### EXERCISE DIRECTIONS
From the listing below, pull each line that includes "Some".

### MATERIALS PROVIDED
↓↓↓
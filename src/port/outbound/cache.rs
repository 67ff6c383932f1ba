//! Metric result cache port.

use std::time::Duration;

use crate::domain::MetricResult;
use crate::error::Result;

/// Port for caching computed metric results by key.
pub trait MetricCache: Send + Sync {
    /// Cached result for `key`, if present and not expired.
    fn get(&self, key: &str) -> Option<MetricResult>;

    /// Store `value` under `key` for `ttl`.
    fn put(&self, key: &str, ttl: Duration, value: MetricResult);

    /// Drop any cached result for `key`.
    fn forget(&self, key: &str);

    /// Return the cached result for `key`, or compute, store and return it.
    ///
    /// Errors from `compute` propagate and nothing is stored.
    fn remember(
        &self,
        key: &str,
        ttl: Duration,
        compute: &mut dyn FnMut() -> Result<MetricResult>,
    ) -> Result<MetricResult> {
        if let Some(hit) = self.get(key) {
            return Ok(hit);
        }
        let value = compute()?;
        self.put(key, ttl, value.clone());
        Ok(value)
    }
}
//! Handlers for the `range` and `ranges` commands.

use chrono::SecondsFormat;
use serde_json::json;

use super::command::RangeArgs;
use super::context::CommandContext;
use super::output;
use crate::error::Result;

/// Resolve one token and print the window.
///
/// # Errors
/// Returns an error for unknown tokens or calendar overflow.
pub fn execute(ctx: &CommandContext, args: &RangeArgs) -> Result<()> {
    let resolver = ctx.resolver();
    let now = ctx.now();
    let range = resolver.resolve_at(&args.token, &now)?;

    output::document(&json!({
        "command": "range",
        "token": args.token,
        "timezone": ctx.timezone().name(),
        "now": now.to_rfc3339_opts(SecondsFormat::Micros, true),
        "range": range,
        "interval": range.as_ref().map(|r| r.interval().to_string()),
    }));

    output::section(&format!("Range {}", args.token));
    output::field("Timezone", ctx.timezone().name());
    output::field("Now", now.to_rfc3339_opts(SecondsFormat::Secs, true));
    match &range {
        Some(range) => {
            output::field("Start", range.start().to_rfc3339_opts(SecondsFormat::Micros, true));
            output::field("End", range.end().to_rfc3339_opts(SecondsFormat::Micros, true));
            output::field("Interval", range.interval());
        }
        None => output::field("Window", "unbounded"),
    }
    Ok(())
}

/// List every registered range name.
pub fn execute_list(ctx: &CommandContext) {
    let resolver = ctx.resolver();
    let mut names = resolver.names();
    names.sort_unstable();

    output::document(&json!({
        "command": "ranges",
        "names": names,
    }));

    output::section("Ranges");
    for name in &names {
        output::headline(name);
    }
}
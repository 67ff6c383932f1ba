//! Storage-agnostic calendar and result types.

pub mod aggregate;
pub mod bucket;
pub mod calendar;
pub mod error;
pub mod interval;
pub mod range;
pub mod result;
pub mod rounding;

pub use aggregate::AggregateFunction;
pub use bucket::{bucket_key, bucket_label, parse_bucket_key, TrendUnit};
pub use error::DomainError;
pub use interval::{Interval, IntervalUnit};
pub use range::DateRange;
pub use result::{
    MetricDescriptor, MetricResult, PartitionResult, RangeOption, RangedDescriptor, Series,
    TrendResult, ValueResult,
};
pub use rounding::{Rounding, RoundingMode};
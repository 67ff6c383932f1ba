//! Application configuration loading and validation.
//!
//! Provides the main [`Config`] struct that aggregates all settings.
//! Configuration is loaded from a TOML file; the database URL may be
//! overridden with `DASHMETRICS_DATABASE_URL`.
//!
//! # Example
//!
//! ```no_run
//! use dashmetrics::infrastructure::config::settings::Config;
//!
//! fn main() -> Result<(), Box<dyn std::error::Error>> {
//!     let config = Config::load("dashmetrics.toml")?;
//!     config.init_logging();
//!     Ok(())
//! }
//! ```

use std::collections::BTreeMap;
use std::path::Path;
use std::sync::Arc;
use std::time::Duration;

use chrono_tz::Tz;
use serde::Deserialize;

use super::logging::LoggingConfig;
use crate::application::range::RangeResolver;
use crate::domain::{Rounding, RoundingMode};
use crate::error::{ConfigError, Result};
use crate::port::outbound::clock::Clock;

/// Environment variable that replaces `database.url`.
pub const DATABASE_URL_ENV: &str = "DASHMETRICS_DATABASE_URL";

/// Largest accepted `metrics.precision`.
const MAX_PRECISION: u32 = 10;

/// Parse an IANA timezone name.
///
/// # Errors
///
/// Returns `ConfigError::InvalidValue` for names outside the IANA database.
#[allow(clippy::result_large_err)]
pub fn parse_timezone(name: &str) -> Result<Tz> {
    name.parse::<Tz>().map_err(|e| {
        ConfigError::InvalidValue {
            field: "timezone",
            reason: e.to_string(),
        }
        .into()
    })
}

/// Defaults applied to every metric built from the CLI.
#[derive(Debug, Clone, Deserialize)]
#[serde(default)]
pub struct MetricsConfig {
    /// IANA timezone name used for range boundaries and bucket keys.
    pub timezone: String,
    /// Render hour and minute labels on a 12-hour clock.
    pub twelve_hour_time: bool,
    /// Decimal places kept on reported values.
    pub precision: u32,
    pub rounding: RoundingMode,
    /// Cache results for this many seconds. Unset disables caching.
    pub cache_ttl_secs: Option<u64>,
}

impl Default for MetricsConfig {
    fn default() -> Self {
        Self {
            timezone: "UTC".into(),
            twelve_hour_time: true,
            precision: 0,
            rounding: RoundingMode::default(),
            cache_ttl_secs: None,
        }
    }
}

/// SQLite connection and column conventions.
#[derive(Debug, Clone, Deserialize)]
#[serde(default)]
pub struct DatabaseConfig {
    pub url: String,
    pub pool_size: u32,
    pub key_column: String,
    pub created_at_column: String,
}

impl Default for DatabaseConfig {
    fn default() -> Self {
        Self {
            url: "dashmetrics.db".into(),
            pool_size: 4,
            key_column: "id".into(),
            created_at_column: "created_at".into(),
        }
    }
}

/// Extra range names registered on the resolver.
#[derive(Debug, Clone, Default, Deserialize)]
#[serde(default)]
pub struct RangesConfig {
    /// Alias name to the token it stands for, e.g. `fortnight = "P2W"`.
    pub aliases: BTreeMap<String, String>,
}

/// Main application configuration.
#[derive(Debug, Clone, Default, Deserialize)]
pub struct Config {
    /// Logging and tracing configuration.
    #[serde(default)]
    pub logging: LoggingConfig,

    #[serde(default)]
    pub metrics: MetricsConfig,

    #[serde(default)]
    pub database: DatabaseConfig,

    #[serde(default)]
    pub ranges: RangesConfig,
}

impl Config {
    /// Parse configuration from TOML content.
    ///
    /// # Errors
    ///
    /// Returns an error if the TOML content is malformed or validation fails.
    #[allow(clippy::result_large_err)]
    pub fn parse_toml(content: &str) -> Result<Self> {
        let mut config: Self = toml::from_str(content).map_err(ConfigError::Parse)?;

        if let Ok(url) = std::env::var(DATABASE_URL_ENV) {
            config.database.url = url;
        }

        config.validate()?;

        Ok(config)
    }

    /// Load configuration from a TOML file.
    ///
    /// # Errors
    ///
    /// Returns an error if:
    /// - The file cannot be read
    /// - The TOML content is malformed
    /// - Validation fails
    #[allow(clippy::result_large_err)]
    pub fn load<P: AsRef<Path>>(path: P) -> Result<Self> {
        let content = std::fs::read_to_string(path).map_err(ConfigError::ReadFile)?;
        Self::parse_toml(&content)
    }

    /// Load from `path` when it exists, otherwise use defaults with the
    /// environment override applied.
    ///
    /// # Errors
    ///
    /// Same as [`Config::load`] for an existing file.
    #[allow(clippy::result_large_err)]
    pub fn load_or_default<P: AsRef<Path>>(path: P) -> Result<Self> {
        if path.as_ref().exists() {
            Self::load(path)
        } else {
            Self::parse_toml("")
        }
    }

    #[allow(clippy::result_large_err)]
    fn validate(&self) -> Result<()> {
        self.timezone()?;

        if self.metrics.precision > MAX_PRECISION {
            return Err(ConfigError::InvalidValue {
                field: "precision",
                reason: format!("must be {MAX_PRECISION} or less"),
            }
            .into());
        }
        if self.metrics.cache_ttl_secs == Some(0) {
            return Err(ConfigError::InvalidValue {
                field: "cache_ttl_secs",
                reason: "must be greater than 0".to_string(),
            }
            .into());
        }
        if self.database.url.trim().is_empty() {
            return Err(ConfigError::MissingField { field: "url" }.into());
        }
        if self.database.pool_size == 0 {
            return Err(ConfigError::InvalidValue {
                field: "pool_size",
                reason: "must be greater than 0".to_string(),
            }
            .into());
        }
        if let Some((name, _)) = self.ranges.aliases.iter().find(|(name, _)| name.is_empty()) {
            return Err(ConfigError::InvalidValue {
                field: "aliases",
                reason: format!("alias name must not be empty (got '{name}')"),
            }
            .into());
        }

        Ok(())
    }

    /// The configured metric timezone.
    ///
    /// # Errors
    ///
    /// Returns `ConfigError::InvalidValue` for names outside the IANA database.
    #[allow(clippy::result_large_err)]
    pub fn timezone(&self) -> Result<Tz> {
        parse_timezone(&self.metrics.timezone)
    }

    /// Default rounding for metric values.
    #[must_use]
    pub fn rounding(&self) -> Rounding {
        Rounding::new(self.metrics.precision, self.metrics.rounding)
    }

    #[must_use]
    pub fn cache_ttl(&self) -> Option<Duration> {
        self.metrics.cache_ttl_secs.map(Duration::from_secs)
    }

    /// A resolver with the built-in ranges plus the configured aliases.
    #[must_use]
    pub fn resolver(&self, clock: Arc<dyn Clock>) -> RangeResolver {
        let mut resolver = RangeResolver::new(clock);
        for (name, token) in &self.ranges.aliases {
            resolver.alias(name.clone(), token.clone());
        }
        resolver
    }

    /// Initialize logging with the configured settings.
    pub fn init_logging(&self) {
        self.logging.init();
    }
}
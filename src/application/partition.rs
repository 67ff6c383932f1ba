//! Aggregates grouped by a plain column.

use tracing::debug;

use super::metric::{Describe, HasRounding, Metric, MetricRequest, PartitionMetric};
use super::resolve::MetricContext;
use crate::domain::{MetricResult, PartitionResult, Series};
use crate::error::Result;
use crate::port::outbound::source::{DataSource, GroupKey, GroupedQuery};

/// Computes [`PartitionResult`]s for [`PartitionMetric`]s.
pub struct PartitionAggregator<'a> {
    source: &'a dyn DataSource,
}

impl<'a> PartitionAggregator<'a> {
    pub fn new(source: &'a dyn DataSource) -> Self {
        Self { source }
    }

    /// One rounded aggregate per distinct value of the group column, in the
    /// order the engine returns them.
    ///
    /// # Errors
    /// Propagates data source errors.
    pub fn aggregate(&self, metric: &PartitionMetric) -> Result<PartitionResult> {
        let column = metric
            .column
            .clone()
            .unwrap_or_else(|| self.source.key_column().to_string());

        let rows = self.source.grouped(&GroupedQuery {
            function: metric.function,
            column,
            group: GroupKey::Column(metric.group_by.clone()),
            between: None,
        })?;

        let mut value = Series::new();
        for row in rows {
            let rounded = metric.round(row.aggregate);
            value.set(row.key, metric.transformed(rounded));
        }
        debug!(metric = %metric.uri_key(), groups = value.len(), "Aggregated partition");

        Ok(PartitionResult {
            descriptor: metric.descriptor(),
            value,
        })
    }
}

impl Metric for PartitionMetric {
    fn calculate(&self, ctx: &MetricContext, _request: &MetricRequest) -> Result<MetricResult> {
        PartitionAggregator::new(ctx.source.as_ref())
            .aggregate(self)
            .map(MetricResult::Partition)
    }
}

#[cfg(test)]
mod tests {
    use super::*;
    use crate::adapter::outbound::memory::{MemoryRecord, MemorySource};
    use crate::domain::{AggregateFunction, Rounding, RoundingMode};
    use chrono::{TimeZone, Utc};

    fn record(status: &str, total: f64) -> MemoryRecord {
        MemoryRecord::at(Utc.with_ymd_and_hms(2024, 3, 1, 0, 0, 0).unwrap())
            .label("status", status)
            .value("total", total)
    }

    #[test]
    fn groups_and_rounds_values() {
        let source = MemorySource::new().with_records([
            record("paid", 10.25),
            record("paid", 5.0),
            record("refunded", 3.333),
        ]);
        let metric = PartitionMetric::new("Revenue By Status", "status")
            .function(AggregateFunction::Sum, Some("total"))
            .with_rounding(Rounding::new(1, RoundingMode::HalfEven));
        let result = PartitionAggregator::new(&source).aggregate(&metric).unwrap();

        let entries: Vec<_> = result.value.iter().collect();
        assert_eq!(entries.len(), 2);
        assert_eq!(entries[0].0, "paid");
        assert!((entries[0].1 - 15.2).abs() < 1e-9);
        assert!((entries[1].1 - 3.3).abs() < 1e-9);
    }

    #[test]
    fn counts_by_default() {
        let source = MemorySource::new().with_records([
            record("paid", 1.0),
            record("pending", 1.0),
            record("paid", 1.0),
        ]);
        let metric = PartitionMetric::new("Orders By Status", "status");
        let result = PartitionAggregator::new(&source).aggregate(&metric).unwrap();
        let json = serde_json::to_value(MetricResult::Partition(result)).unwrap();
        assert_eq!(json["value"]["paid"], 2.0);
        assert_eq!(json["value"]["pending"], 1.0);
        assert_eq!(json["uri_key"], "orders-by-status");
    }
}
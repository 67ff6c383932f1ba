use super::{Shift, TrendDateDialect};
use crate::domain::TrendUnit;

/// SQLite `strftime` with a time modifier. ISO weeks need SQLite 3.46+.
#[derive(Debug, Clone, Copy, Default)]
pub struct SqliteDialect;

impl TrendDateDialect for SqliteDialect {
    fn expression(&self, column: &str, unit: TrendUnit, offset_seconds: i32) -> String {
        let format = match unit {
            TrendUnit::Month => "%Y-%m",
            TrendUnit::Week => "%G-%V",
            TrendUnit::Day => "%Y-%m-%d",
            TrendUnit::Hour => "%Y-%m-%d %H:00",
            TrendUnit::Minute => "%Y-%m-%d %H:%M:00",
        };
        match Shift::from_seconds(offset_seconds) {
            Shift::None => format!("strftime('{format}', {column})"),
            Shift::Hours(hours) => format!("strftime('{format}', {column}, '{hours:+} hours')"),
            Shift::Minutes(minutes) => {
                format!("strftime('{format}', {column}, '{minutes:+} minutes')")
            }
        }
    }
}
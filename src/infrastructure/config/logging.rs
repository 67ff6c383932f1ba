//! Logging configuration and initialization.

use serde::Deserialize;
use tracing_subscriber::{fmt, EnvFilter};

/// Logging configuration.
#[derive(Debug, Clone, Deserialize)]
#[serde(default)]
pub struct LoggingConfig {
    pub level: String,
    pub format: String,
}

impl LoggingConfig {
    /// Initialize the tracing subscriber with this logging configuration.
    ///
    /// `RUST_LOG` takes precedence over the configured level. Logs go to
    /// stderr so command output on stdout stays machine readable.
    pub fn init(&self) {
        let filter =
            EnvFilter::try_from_default_env().unwrap_or_else(|_| EnvFilter::new(&self.level));

        match self.format.as_str() {
            "json" => {
                fmt()
                    .json()
                    .with_env_filter(filter)
                    .with_writer(std::io::stderr)
                    .init();
            }
            _ => {
                fmt()
                    .with_env_filter(filter)
                    .with_writer(std::io::stderr)
                    .init();
            }
        }
    }
}

impl Default for LoggingConfig {
    fn default() -> Self {
        Self {
            level: "warn".into(),
            format: "pretty".into(),
        }
    }
}
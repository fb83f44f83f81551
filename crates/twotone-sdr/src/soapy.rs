//! SoapySDR hardware backend
//!
//! Drives real transmitters through libSoapySDR. The UHD module
//! (`soapysdr-module-uhd`) is the primary target since the tool was built
//! around a USRP B210, but any two-channel TX-capable device with RF/BB
//! frequency components works.
//!
//! Two driver quirks shape this backend:
//!
//! - UHD consumes the clock source as a device argument at make time, so the
//!   reference selection is folded into the args string when the device is
//!   opened rather than applied afterwards.
//! - The bound driver layer does not expose the sensor API, so
//!   `lo_locked`/`ref_locked` report `None` and the job logs and moves on.

use num_complex::Complex;
use soapysdr::Direction::Tx;
use tracing::{debug, info};
use twotone_core::tune::{TunePolicy, TuneRequest, TuneResult};
use twotone_core::types::IQSample;

use crate::device::{ClockSource, SdrError, SdrResult, TxConfig, TxDevice, TxStream};

/// Device args used when `--args` names no driver, matching the original
/// tool's unconditional `type=b200`.
const DEFAULT_DEVICE_ARGS: &str = "driver=uhd,type=b200";

/// Write timeout for one buffer, in microseconds.
const WRITE_TIMEOUT_US: i64 = 1_000_000;

fn driver_err(e: soapysdr::Error) -> SdrError {
    SdrError::HardwareError(e.to_string())
}

/// Build the full device args string: default driver, user args, and the
/// clock source when one was requested.
fn device_args(config: &TxConfig) -> SdrResult<String> {
    let user = config.args.trim();
    let has_driver = user
        .split(',')
        .any(|kv| kv.trim().starts_with("driver="));

    let mut args = if user.is_empty() {
        DEFAULT_DEVICE_ARGS.to_string()
    } else if has_driver {
        user.to_string()
    } else {
        format!("{},{}", DEFAULT_DEVICE_ARGS, user)
    };

    if config.clock_source != ClockSource::Internal {
        if !args.contains("driver=uhd") {
            return Err(SdrError::Unsupported(format!(
                "Clock reference '{}' is only supported on the uhd driver",
                config.clock_source
            )));
        }
        args.push_str(",clock_source=");
        args.push_str(config.clock_source.as_str());
    }

    Ok(args)
}

/// A transmitter reached through libSoapySDR.
pub struct SoapyDevice {
    dev: soapysdr::Device,
    name: String,
    clock_source: ClockSource,
}

impl SoapyDevice {
    /// Open the device described by `config`.
    pub fn open(config: &TxConfig) -> SdrResult<Self> {
        let args = device_args(config)?;
        info!("Creating the device with: [{}]...", args);

        let dev = soapysdr::Device::new(args.as_str()).map_err(|e| {
            SdrError::DeviceNotFound(format!("{} (args: {})", e, args))
        })?;

        let driver = dev.driver_key().map_err(driver_err)?;
        let hardware = dev.hardware_key().map_err(driver_err)?;
        let name = format!("{} ({})", hardware, driver);

        Ok(Self {
            dev,
            name,
            clock_source: config.clock_source,
        })
    }
}

impl TxDevice for SoapyDevice {
    fn name(&self) -> &str {
        &self.name
    }

    fn num_tx_channels(&self) -> SdrResult<usize> {
        self.dev.num_channels(Tx).map_err(driver_err)
    }

    fn set_clock_source(&mut self, source: ClockSource) -> SdrResult<()> {
        // Applied at open time via device args; only verify consistency here
        if source == self.clock_source {
            debug!("Clock source {} applied at device open", source);
            Ok(())
        } else {
            Err(SdrError::Unsupported(
                "Clock source is fixed at device open; reopen with the new reference".to_string(),
            ))
        }
    }

    fn set_sample_rate(&mut self, channel: usize, rate: f64) -> SdrResult<f64> {
        self.dev
            .set_sample_rate(Tx, channel, rate)
            .map_err(driver_err)?;
        self.dev.sample_rate(Tx, channel).map_err(driver_err)
    }

    fn tune(&mut self, channel: usize, request: &TuneRequest) -> SdrResult<TuneResult> {
        match (request.rf, request.duc) {
            (TunePolicy::Auto, TunePolicy::Auto) => {
                self.dev
                    .set_frequency(Tx, channel, request.target_hz, ())
                    .map_err(driver_err)?;
            }
            _ => {
                if let TunePolicy::Manual(rf) = request.rf {
                    self.dev
                        .set_component_frequency(Tx, channel, "RF", rf, ())
                        .map_err(driver_err)?;
                }
                match request.duc {
                    TunePolicy::Manual(duc) => {
                        self.dev
                            .set_component_frequency(Tx, channel, "BB", duc, ())
                            .map_err(driver_err)?;
                    }
                    TunePolicy::Auto => {
                        let rf = self
                            .dev
                            .component_frequency(Tx, channel, "RF")
                            .map_err(driver_err)?;
                        self.dev
                            .set_component_frequency(Tx, channel, "BB", request.target_hz - rf, ())
                            .map_err(driver_err)?;
                    }
                    TunePolicy::None => {}
                }
            }
        }

        let actual_rf_hz = self
            .dev
            .component_frequency(Tx, channel, "RF")
            .map_err(driver_err)?;
        let actual_duc_hz = self
            .dev
            .component_frequency(Tx, channel, "BB")
            .map_err(driver_err)?;
        Ok(TuneResult {
            actual_rf_hz,
            actual_duc_hz,
        })
    }

    fn tx_frequency(&self, channel: usize) -> SdrResult<f64> {
        self.dev.frequency(Tx, channel).map_err(driver_err)
    }

    fn set_tx_gain(&mut self, channel: usize, gain_db: f64) -> SdrResult<f64> {
        self.dev
            .set_gain(Tx, channel, gain_db)
            .map_err(driver_err)?;
        self.dev.gain(Tx, channel).map_err(driver_err)
    }

    fn lo_locked(&self, _channel: usize) -> SdrResult<Option<bool>> {
        // Sensor API not exposed by the bound driver layer
        Ok(None)
    }

    fn ref_locked(&self) -> SdrResult<Option<bool>> {
        Ok(None)
    }

    fn tx_stream<'a>(&'a mut self, channels: &[usize]) -> SdrResult<Box<dyn TxStream + 'a>> {
        let stream = self
            .dev
            .tx_stream::<Complex<f32>>(channels)
            .map_err(driver_err)?;
        Ok(Box::new(SoapyTxStream {
            stream,
            active: false,
        }))
    }
}

/// CF32 transmit stream over a SoapySDR device.
struct SoapyTxStream {
    stream: soapysdr::TxStream<Complex<f32>>,
    active: bool,
}

impl TxStream for SoapyTxStream {
    fn mtu(&self) -> SdrResult<usize> {
        self.stream.mtu().map_err(driver_err)
    }

    fn activate(&mut self) -> SdrResult<()> {
        self.stream.activate(None).map_err(driver_err)?;
        self.active = true;
        Ok(())
    }

    fn write(&mut self, buffers: &[&[IQSample]], end_burst: bool) -> SdrResult<usize> {
        if !self.active {
            return Err(SdrError::NotStarted);
        }
        self.stream
            .write(buffers, None, end_burst, WRITE_TIMEOUT_US)
            .map_err(|e| SdrError::StreamError(e.to_string()))
    }

    fn deactivate(&mut self) -> SdrResult<()> {
        self.stream.deactivate(None).map_err(driver_err)?;
        self.active = false;
        Ok(())
    }
}
//! # Two-Tone Core
//!
//! Hardware-free logic for the two-tone RF generator:
//!
//! - **tune**: the frequency-split plan that parks a shared local oscillator
//!   between the two tones and computes per-channel digital up-conversion
//!   (DUC) offsets
//! - **waveform**: the constant-envelope sample buffer the transmitter
//!   streams forever
//! - **types**: I/Q sample aliases and validation errors
//!
//! Everything in this crate is pure and testable without a radio attached.
//! Driver interaction lives in `twotone-sdr`.

pub mod tune;
pub mod types;
pub mod waveform;

// Re-exports
pub use tune::{duc_in_passband, TunePolicy, TuneRequest, TuneResult, TwoTonePlan};
pub use types::{IQBuffer, IQSample, PlanError, PlanResult};
pub use waveform::{fill_constant, make_buffer, validate_amplitude, MAX_AMPLITUDE};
↑↑↑
### ANSWER BOX
        if let Some(hit) = self.get(key) {
        Some(range) => {
        if self.metrics.cache_ttl_secs == Some(0) {
        if let Some((name, _)) = self.ranges.aliases.iter().find(|(name, _)| name.is_empty()) {
            .function(AggregateFunction::Sum, Some("total"))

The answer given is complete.